Cidade do México, 13 de dezembro (sala).- A bióloga e atriz mexicana Carolina Guzmán arrisca a vida e no momento em que busca a remoção de instituições em estados como Chiapas (Sul), tem medo do tráfico de drogas.
“Parece que tudo foi dado por magia e não vai acabar”, explicou na entrevista ao Ranger, que foi salvo por Pablo Pérez Lombardini ao destruir o meio ambiente num dos pulmões.
A ‘Reserva’ é a história de um homem da floresta que, após descobrir esse crime em seu território, não quer enfrentar aquele que se voluntaria como produtor de café, não quer ajudá-lo a proteger sua aldeia.
Para os mexicanos, o grupo de centenas de pessoas perdidas nas montanhas de Chiapas é afetado pelo medo do seu trabalho, enfraquecido pela ignorância e pela falta de conhecimento e de tempo.
“Quando se vive no campo, vive-se de uma certa forma o quotidiano, produzindo alimentos, tendo comida, tendo filhos e um ou outro vai viajar mas os recursos naturais são menos evidentes”, disse.
Desde 2012, mais de 2.200 pessoas foram mortas ou desapareceram no mundo para a proteção do mundo e do território, diz a organização do crescimento das Testemunhas, e especialmente em 2024, houve um momento para trazer os condenados.
A educação é, segundo Guzmán, o caminho que ele faz para que “a água saia da torneira” para ficar atento ao seu território, tarefa difícil que gosta de “realizar”, mas talvez não com rapidez.
“Só de rodar o filme que temos, as pessoas já abandonaram o projeto.

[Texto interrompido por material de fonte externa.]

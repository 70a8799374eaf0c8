//! Error types for the Mandrill client

use thiserror::Error;

/// Result type alias for mail operations
pub type Result<T> = std::result::Result<T, MailError>;

/// Errors that can occur when sending through Mandrill
#[derive(Debug, Error)]
pub enum MailError {
    /// HTTP request failed
    #[error("HTTP request failed: {0}")]
    RequestFailed(#[from] reqwest::Error),

    /// Mandrill answered with its error object
    #[error("Mandrill rejected the call ({name}): {message}")]
    Rejected {
        /// HTTP status code
        status: u16,
        /// Mandrill error name (e.g. "Invalid_Key")
        name: String,
        /// Human-readable message
        message: String,
    },

    /// Non-success status without a Mandrill error object
    #[error("API error (status {status}): {message}")]
    ApiError {
        /// HTTP status code
        status: u16,
        /// Response body
        message: String,
    },

    /// Failed to parse response
    #[error("Failed to parse response: {0}")]
    ParseError(String),

    /// The message cannot be sent as built
    #[error("Invalid message: {0}")]
    InvalidMessage(String),
}
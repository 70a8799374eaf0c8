//! Outbound mail message types

use serde::{Deserialize, Serialize};

/// Who the digest is sent from
#[derive(Debug, Clone, PartialEq, Eq, Serialize, Deserialize)]
pub struct Sender {
    pub email: String,
    pub name: String,
}

/// One recipient of the digest
///
/// `send_type` ("to", "cc", "bcc") is passed to the mail provider untouched.
#[derive(Debug, Clone, PartialEq, Eq, Serialize, Deserialize)]
pub struct Recipient {
    pub email: String,
    pub name: String,
    pub send_type: String,
}

/// The single message sent at the end of a run
#[derive(Debug, Clone, PartialEq, Eq)]
pub struct OutboundMessage {
    pub sender: Sender,
    /// Recipients in configured order
    pub recipients: Vec<Recipient>,
    pub subject: String,
    /// Plain-text body
    pub text: String,
}

impl OutboundMessage {
    pub fn new(
        sender: Sender,
        recipients: Vec<Recipient>,
        subject: impl Into<String>,
        text: impl Into<String>,
    ) -> Self {
        Self {
            sender,
            recipients,
            subject: subject.into(),
            text: text.into(),
        }
    }
}
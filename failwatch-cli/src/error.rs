//! Error taxonomy of a failwatch run
//!
//! Every variant is fatal for the run. Components return these as values;
//! only `main` turns them into a diagnostic and an exit status.

use failwatch_client::ClientError;
use failwatch_core::domain::query::QueryError;
use failwatch_mailer::MailError;
use thiserror::Error;

/// Result type alias for a run
pub type Result<T> = std::result::Result<T, FailwatchError>;

#[derive(Debug, Error)]
pub enum FailwatchError {
    /// A required input is missing or invalid
    #[error("{0}")]
    Precondition(#[from] QueryError),

    /// The configuration file could not be read, decoded or validated
    #[error("configuration error: {0:#}")]
    Config(anyhow::Error),

    /// The Rundeck request could not be sent or did not succeed
    #[error("request to Rundeck failed: {0}")]
    Transport(ClientError),

    /// The Rundeck response is not a valid executions document
    #[error("could not decode Rundeck response: {0}")]
    Decode(ClientError),

    /// The mail provider failed or refused the message
    #[error("sending the digest failed: {0}")]
    Dispatch(#[from] MailError),
}

impl From<ClientError> for FailwatchError {
    fn from(err: ClientError) -> Self {
        if err.is_parse_error() {
            FailwatchError::Decode(err)
        } else {
            FailwatchError::Transport(err)
        }
    }
}

impl FailwatchError {
    /// Process exit status for this error
    pub fn exit_code(&self) -> u8 {
        match self {
            FailwatchError::Precondition(_) => 2,
            FailwatchError::Config(_) => 3,
            FailwatchError::Transport(_) => 4,
            FailwatchError::Decode(_) => 5,
            FailwatchError::Dispatch(_) => 6,
        }
    }

    /// Operator hint for common mistakes
    pub fn hint(&self) -> Option<&'static str> {
        match self {
            FailwatchError::Transport(err) if err.is_auth_error() => {
                Some("check RundeckAuthToken in the configuration file")
            }
            FailwatchError::Dispatch(MailError::Rejected { name, .. }) if name == "Invalid_Key" => {
                Some("check MandrillKey in the configuration file")
            }
            _ => None,
        }
    }
}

Se você quiser promovê-lo, o que vão pedir de você?
O diretor Pérez Lombardini experimentou pela primeira vez a dificuldade de organizar toda uma equipe de atores escolhidos entre os moradores da região, não só pela mineração, mas também pelo aproveitamento de alimentos como o café ou a banana.
“A organização humana dá muito. Precisamos exercitar e tentar fortalecer o entendimento da sociedade”, afirmou o cineasta.
Para ambos, a solução para esta violência e inutilidade é confiar no povo, tentar “ouvir as necessidades do povo” e construir um plano entre as instituições governamentais e a sociedade.
“A organização dos projetos de conservação deve vir de baixo. Ninguém planeja resolver as necessidades das pessoas, apenas as pessoas devem dizer para onde querem ir”, disse Guzmán.
Esta discussão deve centrar-se nas pessoas, diz Lombardini, porque é preciso conhecer os métodos que estas pessoas utilizam para sobreviver e, sobretudo, compreender que “é mais difícil ter um pensamento ecológico quando as necessidades não são resolvidas”.
‘La Reserve’ estreia no dia 18 de dezembro nos cinemas mexicanos depois de vencer o Morelia International Film Festival (FICM) e vencer competições internacionais como o Qatar Artist Festival.